Posted by Ahmed Tarek Hasan on 3/08/2013 03:59:00 PM with No comments
How To Create SQL Custom User-Defined Aggregate Functions


Code samples on this post can be downloaded from here


Sometimes you need to perform some complex SQL queries depending on some aggregate operations or functions. In most cases, these complex operations could be achieved by series of queries with joins and groupings, but, sometimes it is almost impossible to achieve this by the basic queries and functions natively supported by SQL.

For example, assume you have a table of buyers called "Buyers" and a table of products called "Products". Also, each product has some properties like size which may have multiple values per product. Now, the business says that we need to list all the products but not with all the size values instead we will only list the most commonly purchased size.

To be more clear, lets assume that 10 buyers bought a certain mobile phone with size 5, while other 2 buyers bought the same phone but with size 6. Then, when we list this mobile phone product, we will only list mobile phone with the size 5 cause it is the most common purchased one.

So, to achieve this using only native SQL queries you will find it so complex especially when you need to apply the same logic on other columns (in our example, not only the size column). This leads us to custom user-defined aggregate functions.

SQL Server doesn’t have so many aggregate functions to use, only the basics such as COUNT, MIN, MAX and few others are implemented but still the list is quite small. However, SQL Server includes CLR integration which we can use to add our own custom user-defined aggregate functions.

To do this, we need to:
  1. Create a class library project targeting .NET Framework 3.5 or below (as the maximum supported .NET Framework version for SQL Server 2008 is 3.5)
  2. Implement the necessary structures
  3. Register the assembly into SQL
  4. Register the aggregate functions into SQL
These are the main basic steps to make your own SQL custom user-defined aggregate functions. So, now lets explain each step.

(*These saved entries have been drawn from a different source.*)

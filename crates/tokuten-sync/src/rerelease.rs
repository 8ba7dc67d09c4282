//! Keyword heuristic flagging theatrical re-releases.

use tokuten_core::{fold_text, MergedMovieRecord};

pub const RERELEASE_PHRASES: [&str; 13] = [
    "數位修復",
    "数位修复",
    "重映",
    "重新上映",
    "週年紀念",
    "周年纪念",
    "經典回歸",
    "4K修復",
    "リバイバル",
    "re-release",
    "rerelease",
    "remastered",
    "anniversary",
];

#[derive(Debug, Clone)]
pub struct RereleaseClassifier {
    phrases: Vec<String>,
}

impl Default for RereleaseClassifier {
    fn default() -> Self {
        Self::with_phrases(RERELEASE_PHRASES)
    }
}

impl RereleaseClassifier {
    pub fn with_phrases<I, S>(phrases: I) -> Self
    where
        I: IntoIterator<Item = S>,
        S: AsRef<str>,
    {
        let mut phrases: Vec<String> = phrases
            .into_iter()
            .map(|p| fold_text(p.as_ref()))
            .filter(|p| !p.is_empty())
            .collect();
        phrases.dedup();
        Self { phrases }
    }

    pub fn is_rerelease(&self, title: &str, synopsis: Option<&str>) -> bool {
        let text = fold_text(&format!("{title} {}", synopsis.unwrap_or_default()));
        self.phrases.iter().any(|p| text.contains(p.as_str()))
    }

    /// Never turns a known re-release back into a first run.
    pub fn classify(&self, prior: bool, title: &str, synopsis: Option<&str>) -> bool {
        prior || self.is_rerelease(title, synopsis)
    }

    pub fn apply(&self, record: &mut MergedMovieRecord) {
        let seed = &record.seed;
        let english = seed.english_title.as_deref().unwrap_or_default();
        let flagged = self.classify(
            record.is_rerelease,
            &format!("{} {english}", seed.title),
            seed.synopsis.as_deref(),
        );
        record.is_rerelease = flagged;
    }
}
pub mod merge;
pub mod rerelease;
mod report;

pub use merge::{MergeConfig, MergeEngine, MergeOutput};
pub use rerelease::RereleaseClassifier;
pub use report::{report_daily_markdown, write_run_reports, DAILY_BRIEF_FILE, RUN_REPORT_FILE};

pub const CRATE_NAME: &str = "tokuten-sync";

#[derive(Debug, Clone, Deserialize)]
pub struct SourceRegistry {
    pub sources: Vec<SourceDefinition>,
}

impl SourceRegistry {
    pub fn from_yaml(text: &str) -> Result<Self> {
        serde_yaml::from_str(text).context("parsing source registry")
    }

    pub async fn load(path: &Path) -> Result<Self> {
        let text = fs::read_to_string(path)
            .await
            .with_context(|| format!("reading {}", path.display()))?;
        Self::from_yaml(&text).with_context(|| format!("in {}", path.display()))
    }

    pub fn enabled(&self) -> impl Iterator<Item = &SourceDefinition> {
        self.sources.iter().filter(|s| s.enabled)
    }
}

#[derive(Debug, Clone, PartialEq, Eq)]
pub struct BackendSettings {
    pub endpoint: String,
    pub token: String,
}

/// Everything a run needs, resolved once at startup.
#[derive(Debug, Clone)]
pub struct SyncConfig {
    pub workspace_root: PathBuf,
    pub trigger_secret: Option<String>,
    pub metadata_api_key: Option<String>,
    /// Primary persistence service; `None` means fallback-only.
    pub backend: Option<BackendSettings>,
    pub database_url: Option<String>,
    pub run_timeout: Duration,
    pub adapter_timeout: Duration,
    pub primary_timeout: Duration,
    pub http_timeout: Duration,
    pub inter_call_delay: Duration,
    pub max_concurrent_adapters: usize,
    pub max_concurrent_writes: usize,
    pub merge: MergeConfig,
    pub scheduler_enabled: bool,
    pub sync_cron: String,
    pub user_agent: String,
    pub bind_addr: String,
}

impl SyncConfig {
    pub fn new(workspace_root: impl Into<PathBuf>) -> Self {
        Self {
            workspace_root: workspace_root.into(),
            trigger_secret: None,
            metadata_api_key: None,
            backend: None,
            database_url: None,
            run_timeout: Duration::from_secs(300),
            adapter_timeout: Duration::from_secs(90),
            primary_timeout: Duration::from_secs(10),
            http_timeout: Duration::from_secs(20),
            inter_call_delay: Duration::from_millis(250),
            max_concurrent_adapters: 4,
            max_concurrent_writes: 8,
            merge: MergeConfig::default(),
            scheduler_enabled: false,
            sync_cron: "0 0 6,18 * * *".to_string(),
            user_agent: "tokuten-bot/0.1".to_string(),
            bind_addr: "127.0.0.1:8080".to_string(),
        }
    }

    /// The only place process environment is read.
    pub fn from_env() -> Self {
        Self::from_lookup(|key| std::env::var(key).ok())
    }

    pub fn from_lookup(lookup: impl Fn(&str) -> Option<String>) -> Self {
        let text = |key: &str| lookup(key).map(|v| v.trim().to_string()).filter(|v| !v.is_empty());
        let secs = |key: &str, default: Duration| {
            text(key)
                .and_then(|v| v.parse().ok())
                .map(Duration::from_secs)
                .unwrap_or(default)
        };

        let mut config = Self::new(text("TOKUTEN_WORKSPACE_ROOT").unwrap_or_else(|| ".".into()));
        config.trigger_secret = text("TOKUTEN_TRIGGER_SECRET");
        config.metadata_api_key = text("TOKUTEN_METADATA_API_KEY");
        config.backend = match (text("TOKUTEN_BACKEND_URL"), text("TOKUTEN_BACKEND_TOKEN")) {
            (Some(endpoint), Some(token)) => Some(BackendSettings { endpoint, token }),
            _ => None,
        };
        config.database_url = text("DATABASE_URL");
        config.run_timeout = secs("TOKUTEN_RUN_TIMEOUT_SECS", config.run_timeout);
        config.adapter_timeout = secs("TOKUTEN_ADAPTER_TIMEOUT_SECS", config.adapter_timeout);
        config.primary_timeout = secs("TOKUTEN_BACKEND_TIMEOUT_SECS", config.primary_timeout);
        config.http_timeout = secs("TOKUTEN_HTTP_TIMEOUT_SECS", config.http_timeout);
        if let Some(ms) = text("TOKUTEN_INTER_CALL_DELAY_MS").and_then(|v| v.parse().ok()) {
            config.inter_call_delay = Duration::from_millis(ms);
        }
        if let Some(threshold) = text("TOKUTEN_MATCH_THRESHOLD").and_then(|v| v.parse::<f64>().ok()) {
            config.merge.threshold = threshold.clamp(0.0, 1.0);
        }
        if let Some(days) = text("TOKUTEN_DATE_WINDOW_DAYS").and_then(|v| v.parse().ok()) {
            config.merge.date_window_days = days;
        }
        config.scheduler_enabled = text("TOKUTEN_SCHEDULER_ENABLED")
            .map(|v| matches!(v.to_ascii_lowercase().as_str(), "1" | "true" | "yes"))
            .unwrap_or(false);
        if let Some(cron) = text("TOKUTEN_SYNC_CRON") {
            config.sync_cron = cron;
        }
        if let Some(user_agent) = text("TOKUTEN_USER_AGENT") {
            config.user_agent = user_agent;
        }
        if let Some(bind) = text("TOKUTEN_BIND") {
            config.bind_addr = bind;
        }
        config
    }

    pub fn sources_path(&self) -> PathBuf {
        self.workspace_root.join("sources.yaml")
    }
}

#[derive(Debug, Clone)]
pub struct CoordinatorOptions {
    pub run_timeout: Duration,
    pub adapter_timeout: Duration,
    pub max_concurrent_adapters: usize,
    pub merge: MergeConfig,
    /// Where `reports/<run_id>/` lands; `None` skips report files.
    pub workspace_root: Option<PathBuf>,
}

impl Default for CoordinatorOptions {
    fn default() -> Self {
        Self {
            run_timeout: Duration::from_secs(300),
            adapter_timeout: Duration::from_secs(90),
            max_concurrent_adapters: 4,
            merge: MergeConfig::default(),
            workspace_root: None,
        }
    }
}

impl From<&SyncConfig> for CoordinatorOptions {
    fn from(config: &SyncConfig) -> Self {
        Self {
            run_timeout: config.run_timeout,
            adapter_timeout: config.adapter_timeout,
            max_concurrent_adapters: config.max_concurrent_adapters,
            merge: config.merge,
            workspace_root: Some(config.workspace_root.clone()),
        }
    }
}

enum AdapterOutcome {
    Fetched(Vec<SourceItem>),
    Failed(String),
    Cancelled,
}

#[derive(Default)]
struct Collected {
    seeds: Vec<CanonicalMovieSeed>,
    observations: Vec<RawBonusObservation>,
    errors: Vec<ErrorRecord>,
}

/// One run's worth of adapters wired to a gateway.
pub struct SyncCoordinator {
    adapters: Vec<Arc<dyn SourceAdapter>>,
    http: Arc<HttpFetcher>,
    gateway: PersistenceGateway,
    merge: MergeEngine,
    classifier: RereleaseClassifier,
    options: CoordinatorOptions,
}

fn advance(run_id: Uuid, stage: &mut RunStage, next: RunStage) {
    info!(%run_id, from = ?*stage, to = ?next, "run stage");
    *stage = next;
}
//! Direct-write path against the Postgres store.

use std::time::Duration;

use anyhow::Context;
use async_trait::async_trait;
use chrono::NaiveDate;
use sqlx::postgres::{PgPool, PgPoolOptions, PgRow};
use sqlx::Row;
use tokuten_core::{DataSource, StoredBonus, StoredMovie};

use crate::gateway::{PathError, WritePath};

#[derive(Debug, Clone)]
pub struct PgMovieStore {
    pool: PgPool,
}

impl PgMovieStore {
    pub fn new(pool: PgPool) -> Self {
        Self { pool }
    }

    pub async fn connect(database_url: &str) -> anyhow::Result<Self> {
        let pool = PgPoolOptions::new()
            .max_connections(8)
            .connect(database_url)
            .await
            .context("connecting to postgres")?;
        Ok(Self { pool })
    }

    /// Builds the pool without opening a connection; an unreachable database then fails
    /// individual loads and stores instead of startup.
    pub fn connect_lazy(database_url: &str) -> anyhow::Result<Self> {
        let pool = PgPoolOptions::new()
            .max_connections(8)
            .acquire_timeout(Duration::from_secs(5))
            .connect_lazy(database_url)
            .context("parsing DATABASE_URL")?;
        Ok(Self { pool })
    }

    pub async fn migrate(&self) -> anyhow::Result<()> {
        sqlx::migrate!("../../migrations")
            .run(&self.pool)
            .await
            .context("running migrations")
    }
}

fn parse_data_source(external_id: &str, raw: &str) -> Result<DataSource, PathError> {
    raw.parse().map_err(|message| PathError::Decode {
        external_id: external_id.to_string(),
        message,
    })
}

fn optional_u32(value: Option<i32>) -> Option<u32> {
    value.and_then(|v| u32::try_from(v).ok())
}

fn optional_i32(value: Option<u32>) -> Option<i32> {
    value.and_then(|v| i32::try_from(v).ok())
}

fn bonus_from_row(external_id: &str, row: &PgRow) -> Result<StoredBonus, PathError> {
    let data_source: String = row.try_get("data_source")?;
    Ok(StoredBonus {
        bonus_key: row.try_get("bonus_key")?,
        exhibitor_id: row.try_get("exhibitor_id")?,
        exhibitor_name: row.try_get("exhibitor_name")?,
        description: row.try_get("description")?,
        quantity: optional_u32(row.try_get("quantity")?),
        week_index: optional_u32(row.try_get("week_index")?),
        data_source: parse_data_source(external_id, &data_source)?,
    })
}

#[async_trait]
impl WritePath for PgMovieStore {
    fn name(&self) -> &'static str {
        "postgres"
    }

    async fn load(&self, external_id: &str) -> Result<Option<StoredMovie>, PathError> {
        let row = sqlx::query(
            r#"
            SELECT external_id, title, english_title, release_date, synopsis,
                   poster_url, backdrop_url, rating, is_rerelease, data_source
              FROM movies
             WHERE external_id = $1
            "#,
        )
        .bind(external_id)
        .fetch_optional(&self.pool)
        .await?;
        let Some(row) = row else {
            return Ok(None);
        };

        let bonus_rows = sqlx::query(
            r#"
            SELECT bonus_key, exhibitor_id, exhibitor_name, description,
                   quantity, week_index, data_source
              FROM movie_bonuses
             WHERE external_id = $1
             ORDER BY exhibitor_id, week_index NULLS FIRST, bonus_key
            "#,
        )
        .bind(external_id)
        .fetch_all(&self.pool)
        .await?;
        let bonuses = bonus_rows
            .iter()
            .map(|r| bonus_from_row(external_id, r))
            .collect::<Result<Vec<_>, _>>()?;

        let data_source: String = row.try_get("data_source")?;
        let release_date: Option<NaiveDate> = row.try_get("release_date")?;
        Ok(Some(StoredMovie {
            external_id: row.try_get("external_id")?,
            title: row.try_get("title")?,
            english_title: row.try_get("english_title")?,
            release_date,
            synopsis: row.try_get("synopsis")?,
            poster_url: row.try_get("poster_url")?,
            backdrop_url: row.try_get("backdrop_url")?,
            rating: row.try_get("rating")?,
            is_rerelease: row.try_get("is_rerelease")?,
            data_source: parse_data_source(external_id, &data_source)?,
            bonuses,
        }))
    }

    async fn store(&self, movie: &StoredMovie) -> Result<(), PathError> {
        let mut tx = self.pool.begin().await?;

        // Curated movie rows keep their descriptive columns; the re-release flag only ever turns on.
        sqlx::query(
            r#"
            INSERT INTO movies (external_id, title, english_title, release_date, synopsis,
                                poster_url, backdrop_url, rating, is_rerelease, data_source)
            VALUES ($1, $2, $3, $4, $5, $6, $7, $8, $9, $10)
            ON CONFLICT (external_id) DO UPDATE SET
                title         = CASE WHEN movies.data_source = 'manual' THEN movies.title ELSE EXCLUDED.title END,
                english_title = CASE WHEN movies.data_source = 'manual' THEN movies.english_title ELSE EXCLUDED.english_title END,
                release_date  = CASE WHEN movies.data_source = 'manual' THEN movies.release_date ELSE EXCLUDED.release_date END,
                synopsis      = CASE WHEN movies.data_source = 'manual' THEN movies.synopsis ELSE EXCLUDED.synopsis END,
                poster_url    = CASE WHEN movies.data_source = 'manual' THEN movies.poster_url ELSE EXCLUDED.poster_url END,
                backdrop_url  = CASE WHEN movies.data_source = 'manual' THEN movies.backdrop_url ELSE EXCLUDED.backdrop_url END,
                rating        = CASE WHEN movies.data_source = 'manual' THEN movies.rating ELSE EXCLUDED.rating END,
                is_rerelease  = movies.is_rerelease OR EXCLUDED.is_rerelease,
                updated_at    = now()
            "#,
        )
        .bind(&movie.external_id)
        .bind(&movie.title)
        .bind(&movie.english_title)
        .bind(movie.release_date)
        .bind(&movie.synopsis)
        .bind(&movie.poster_url)
        .bind(&movie.backdrop_url)
        .bind(movie.rating)
        .bind(movie.is_rerelease)
        .bind(movie.data_source.as_str())
        .execute(&mut *tx)
        .await?;

        for bonus in &movie.bonuses {
            sqlx::query(
                r#"
                INSERT INTO movie_bonuses (external_id, bonus_key, exhibitor_id, exhibitor_name,
                                           description, quantity, week_index, data_source)
                VALUES ($1, $2, $3, $4, $5, $6, $7, $8)
                ON CONFLICT (external_id, bonus_key) DO UPDATE SET
                    exhibitor_name = EXCLUDED.exhibitor_name,
                    description    = EXCLUDED.description,
                    quantity       = EXCLUDED.quantity,
                    week_index     = EXCLUDED.week_index,
                    updated_at     = now()
                WHERE movie_bonuses.data_source <> 'manual'
                "#,
            )
            .bind(&movie.external_id)
            .bind(&bonus.bonus_key)
            .bind(&bonus.exhibitor_id)
            .bind(&bonus.exhibitor_name)
            .bind(&bonus.description)
            .bind(optional_i32(bonus.quantity))
            .bind(optional_i32(bonus.week_index))
            .bind(bonus.data_source.as_str())
            .execute(&mut *tx)
            .await?;
        }

        tx.commit().await?;
        Ok(())
    }
}

#[cfg(test)]
mod tests {
    use super::*;

    #[test]
    fn integer_columns_round_trip_through_unsigned_fields() {
        assert_eq!(optional_u32(Some(3)), Some(3));
        assert_eq!(optional_u32(Some(-1)), None);
        assert_eq!(optional_i32(Some(u32::MAX)), None);
        assert_eq!(optional_i32(None), None);
    }

    #[test]
    fn unknown_data_source_tag_is_a_decode_error() {
        let err = parse_data_source("100", "scraper").unwrap_err();
        assert!(matches!(err, PathError::Decode { .. }));
        assert_eq!(parse_data_source("100", "manual").unwrap(), DataSource::Manual);
    }
}
//! Joins free-text bonus observations to canonical movie seeds.
//!
//! Scoring mixes token overlap (Dice over Latin words and CJK bigrams), Jaro-Winkler over the
//! folded titles, and a containment bonus, minus a penalty when release dates disagree.

use std::cmp::Ordering;
use std::collections::{BTreeMap, HashMap};

use strsim::jaro_winkler;
use tokuten_core::{
    fold_text, fold_width, is_separator, CanonicalMovieSeed, ExhibitorBonusGroup,
    MergedMovieRecord, RawBonusObservation, UnmatchedObservation,
};

pub const DEFAULT_MATCH_THRESHOLD: f64 = 0.50;
pub const DEFAULT_DATE_WINDOW_DAYS: i64 = 120;

const TOKEN_WEIGHT: f64 = 0.55;
const JARO_WEIGHT: f64 = 0.15;
const CONTAINMENT_WEIGHT: f64 = 0.30;
const DATE_PENALTY: f64 = 0.20;
const MIN_CONTAINED_CHARS: usize = 2;

#[derive(Debug, Clone, Copy, PartialEq)]
pub struct MergeConfig {
    pub threshold: f64,
    pub date_window_days: i64,
}

impl Default for MergeConfig {
    fn default() -> Self {
        Self {
            threshold: DEFAULT_MATCH_THRESHOLD,
            date_window_days: DEFAULT_DATE_WINDOW_DAYS,
        }
    }
}

#[derive(Debug, Clone, Default, PartialEq)]
pub struct MergeOutput {
    pub records: Vec<MergedMovieRecord>,
    pub unmatched: Vec<UnmatchedObservation>,
}

impl MergeOutput {
    pub fn total_bonuses(&self) -> usize {
        self.records.iter().map(MergedMovieRecord::bonus_count).sum()
    }
}

/// Width/case folded title without whitespace or punctuation.
pub fn normalize_title(title: &str) -> String {
    fold_text(title)
}

/// Latin/digit words whole, CJK runs as overlapping character bigrams.
pub fn title_tokens(title: &str) -> Vec<String> {
    let folded: String = title
        .chars()
        .map(fold_width)
        .flat_map(char::to_lowercase)
        .collect();
    let mut tokens = Vec::new();
    for segment in folded.split(is_separator).filter(|s| !s.is_empty()) {
        let mut word = String::new();
        let mut run: Vec<char> = Vec::new();
        for c in segment.chars() {
            if c.is_ascii_alphanumeric() {
                push_cjk_run(&mut tokens, &mut run);
                word.push(c);
            } else {
                if !word.is_empty() {
                    tokens.push(std::mem::take(&mut word));
                }
                run.push(c);
            }
        }
        if !word.is_empty() {
            tokens.push(word);
        }
        push_cjk_run(&mut tokens, &mut run);
    }
    tokens
}

fn push_cjk_run(tokens: &mut Vec<String>, run: &mut Vec<char>) {
    match run.len() {
        0 => {}
        1 => tokens.push(run[0].to_string()),
        _ => tokens.extend(run.windows(2).map(|pair| pair.iter().collect::<String>())),
    }
    run.clear();
}

fn dice(a: &[String], b: &[String]) -> f64 {
    if a.is_empty() || b.is_empty() {
        return 0.0;
    }
    let mut counts: HashMap<&str, usize> = HashMap::new();
    for token in a {
        *counts.entry(token.as_str()).or_default() += 1;
    }
    let mut shared = 0usize;
    for token in b {
        if let Some(n) = counts.get_mut(token.as_str()) {
            if *n > 0 {
                *n -= 1;
                shared += 1;
            }
        }
    }
    (2 * shared) as f64 / (a.len() + b.len()) as f64
}

fn containment(a: &str, b: &str) -> f64 {
    let (short, long) = if a.chars().count() <= b.chars().count() {
        (a, b)
    } else {
        (b, a)
    };
    if short.chars().count() >= MIN_CONTAINED_CHARS && long.contains(short) {
        1.0
    } else {
        0.0
    }
}

/// Title similarity in `[0, 1]` before any date penalty.
pub fn title_similarity(a: &str, b: &str) -> f64 {
    let (na, nb) = (normalize_title(a), normalize_title(b));
    if na.is_empty() || nb.is_empty() {
        return 0.0;
    }
    let score = TOKEN_WEIGHT * dice(&title_tokens(a), &title_tokens(b))
        + JARO_WEIGHT * jaro_winkler(&na, &nb)
        + CONTAINMENT_WEIGHT * containment(&na, &nb);
    score.clamp(0.0, 1.0)
}

#[derive(Debug, Clone, Copy)]
struct Candidate<'a> {
    seed: &'a CanonicalMovieSeed,
    score: f64,
}

/// Higher score first, then earlier release date (unknown last), then smaller external id.
fn better(a: &Candidate<'_>, b: &Candidate<'_>) -> Ordering {
    b.score
        .partial_cmp(&a.score)
        .unwrap_or(Ordering::Equal)
        .then_with(|| match (a.seed.release_date, b.seed.release_date) {
            (Some(x), Some(y)) => x.cmp(&y),
            (Some(_), None) => Ordering::Less,
            (None, Some(_)) => Ordering::Greater,
            (None, None) => Ordering::Equal,
        })
        .then_with(|| a.seed.external_id.cmp(&b.seed.external_id))
}

#[derive(Debug, Clone, Default)]
pub struct MergeEngine {
    config: MergeConfig,
}

impl MergeEngine {
    pub fn new(config: MergeConfig) -> Self {
        Self { config }
    }

    pub fn config(&self) -> &MergeConfig {
        &self.config
    }

    /// Score of one observation against one seed; the seed's english title counts too.
    pub fn score(&self, seed: &CanonicalMovieSeed, observation: &RawBonusObservation) -> f64 {
        let raw = &observation.movie_title_raw;
        let title_score = std::iter::once(seed.title.as_str())
            .chain(seed.english_title.as_deref())
            .map(|t| title_similarity(t, raw))
            .fold(0.0, f64::max);
        let penalty = match (seed.release_date, observation.release_date_hint) {
            (Some(a), Some(b)) if (a - b).num_days().abs() > self.config.date_window_days => {
                DATE_PENALTY
            }
            _ => 0.0,
        };
        (title_score - penalty).clamp(0.0, 1.0)
    }

    fn best_candidate<'a>(
        &self,
        seeds: &'a [CanonicalMovieSeed],
        observation: &RawBonusObservation,
    ) -> Option<Candidate<'a>> {
        seeds
            .iter()
            .map(|seed| Candidate {
                seed,
                score: self.score(seed, observation),
            })
            .min_by(better)
    }

    /// Deterministic for a given input multiset: seeds are deduplicated by external id (first
    /// wins) and records come back ordered by external id.
    pub fn merge(
        &self,
        seeds: &[CanonicalMovieSeed],
        observations: &[RawBonusObservation],
    ) -> MergeOutput {
        let mut unique: BTreeMap<&str, &CanonicalMovieSeed> = BTreeMap::new();
        for seed in seeds {
            unique.entry(seed.external_id.as_str()).or_insert(seed);
        }
        let seeds: Vec<CanonicalMovieSeed> = unique.values().map(|s| (*s).clone()).collect();

        let mut ordered: Vec<&RawBonusObservation> = observations.iter().collect();
        ordered.sort_by(|a, b| {
            (&a.source_id, a.observed_at, &a.movie_title_raw, &a.description).cmp(&(
                &b.source_id,
                b.observed_at,
                &b.movie_title_raw,
                &b.description,
            ))
        });

        let mut matched: BTreeMap<String, Vec<RawBonusObservation>> = BTreeMap::new();
        let mut unmatched = Vec::new();
        for observation in ordered {
            let best = self.best_candidate(&seeds, observation);
            match best {
                Some(c) if c.score >= self.config.threshold => {
                    matched
                        .entry(c.seed.external_id.clone())
                        .or_default()
                        .push(observation.clone());
                }
                _ => unmatched.push(UnmatchedObservation {
                    observation: observation.clone(),
                    best_score: best.map(|c| c.score).unwrap_or(0.0),
                    best_candidate: best
                        .filter(|c| c.score > 0.0)
                        .map(|c| c.seed.external_id.clone()),
                }),
            }
        }

        let records = seeds
            .into_iter()
            .map(|seed| {
                let bonuses = matched.remove(&seed.external_id).unwrap_or_default();
                let mut record = MergedMovieRecord::from_seed(seed);
                record.bonus_groups = group_by_exhibitor(bonuses);
                record
            })
            .collect();

        MergeOutput { records, unmatched }
    }
}

/// Collapses repeated bonus keys to their first sighting and groups the rest per exhibitor.
fn group_by_exhibitor(bonuses: Vec<RawBonusObservation>) -> Vec<ExhibitorBonusGroup> {
    let mut groups: BTreeMap<String, ExhibitorBonusGroup> = BTreeMap::new();
    let mut seen_keys = Vec::new();
    for bonus in bonuses {
        let key = bonus.bonus_key();
        if seen_keys.contains(&key) {
            continue;
        }
        seen_keys.push(key);
        groups
            .entry(bonus.exhibitor_id.clone())
            .or_insert_with(|| ExhibitorBonusGroup {
                exhibitor_id: bonus.exhibitor_id.clone(),
                exhibitor_name: bonus.exhibitor_name.clone(),
                bonuses: Vec::new(),
            })
            .bonuses
            .push(bonus);
    }
    groups
        .into_values()
        .map(|mut group| {
            group
                .bonuses
                .sort_by(|a, b| (a.week_index, &a.description).cmp(&(b.week_index, &b.description)));
            group
        })
        .collect()
}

1. Create a class library project targeting .NET Framework 3.5 or below
You can do so by creating a new visual studio project of type class library. This is straight forward.

2. Implement the necessary structures
To do this, you need to know that:
  • An aggregate is created by defining a "Struct" not a "Class"
  • This struct must be decorated with the "SqlUserDefinedAggregate" attribute.
  • This attribute has some options which we need to set properly to achieve the desired behavior
    • Format:
      • Serialization format for the struct
      • The possible values are Native, Unknown and UserDefined
      • This attribute decides how SQL will serialize and deserialize your struct members
      • In case of "Native" format, the framework handles all the necessary steps to serialize and deserialize the structure.
      • In case of "UserDefined" format, the framework will use the serialize and deserialize methodlogy you provide for your struct through implementing the "IBinarySerialize" interface
      • Also, in case of "UserDefined" format, we must set the "MaxByteSize" option, find it explained below
    • IsInvariantToDuplicates (bool): 
      • Decides whether receiving the same value twice or more affects the result or not
      • Sometimes you need to work on unique values, like computing the max value in a column, you don't need to re-compute or re-compare an already processed value as it is already decided if it is the max value or another value is greater
    • IsInvariantToNulls (bool):
      • Decides whether receiving a NULL value changes the result or not
      • Sometimes you need to ignore the NULL values in your operation, then, you need to set this to true, else, false
    • IsInvariantToOrder (bool):
      • Decides whether the order of values affects the result or not
    • IsNullIfEmpty (bool):
      • Decides whether an empty set results to a NULL value or not
    • Name (string):
      • Name of the aggregate method which will be used in SQL to call our aggregate function
    • MaxByteSize (int):
      • Sets the maximum size of the aggregate instance.
      • -1 represents a value larger than 8000 bytes, up to 2 gigabytes
      • This is required when using the "UserDefined" format and providing our own serialization and de-serialization logic
  • To define this struct, we must provide implementation for some methods
    • Init():
      • Used in order to initialize any needed resources or variables
      • Called only once when the aggregate is called
    • Accumulate():
      • Decides what action to take when receiving a new row value
      • Called once for each row
      • It is mistakenly thought that this method should provide the actual implementation of the aggregate but this is not a must as we will see later
    • Merge():
      • Used because sometimes if the the column to aggregate contains a large number of data the SQL CLR may split those rows into groups and aggregate each group individually and then merge the results of those groups again using the Merge() method
    • Terminate():
      • Used to free any used resources and to return the result
      • Called at the end of the evaluation procedure
    • The sequence of invocation should be like this

3. Register the assembly into SQL
This can be done as follows:
  1. After creating your class library, build your DLL
  2. Run an SQL query to register this DLL into SQL for SQL to be able to recognize and use your struct
  3. This SQL query will be provided in the examples section

4. Register the aggregate functions into SQL
This can be done by running an SQL query which will register our new aggregate function into SQL to be used later. This SQL query will be provided in the examples section.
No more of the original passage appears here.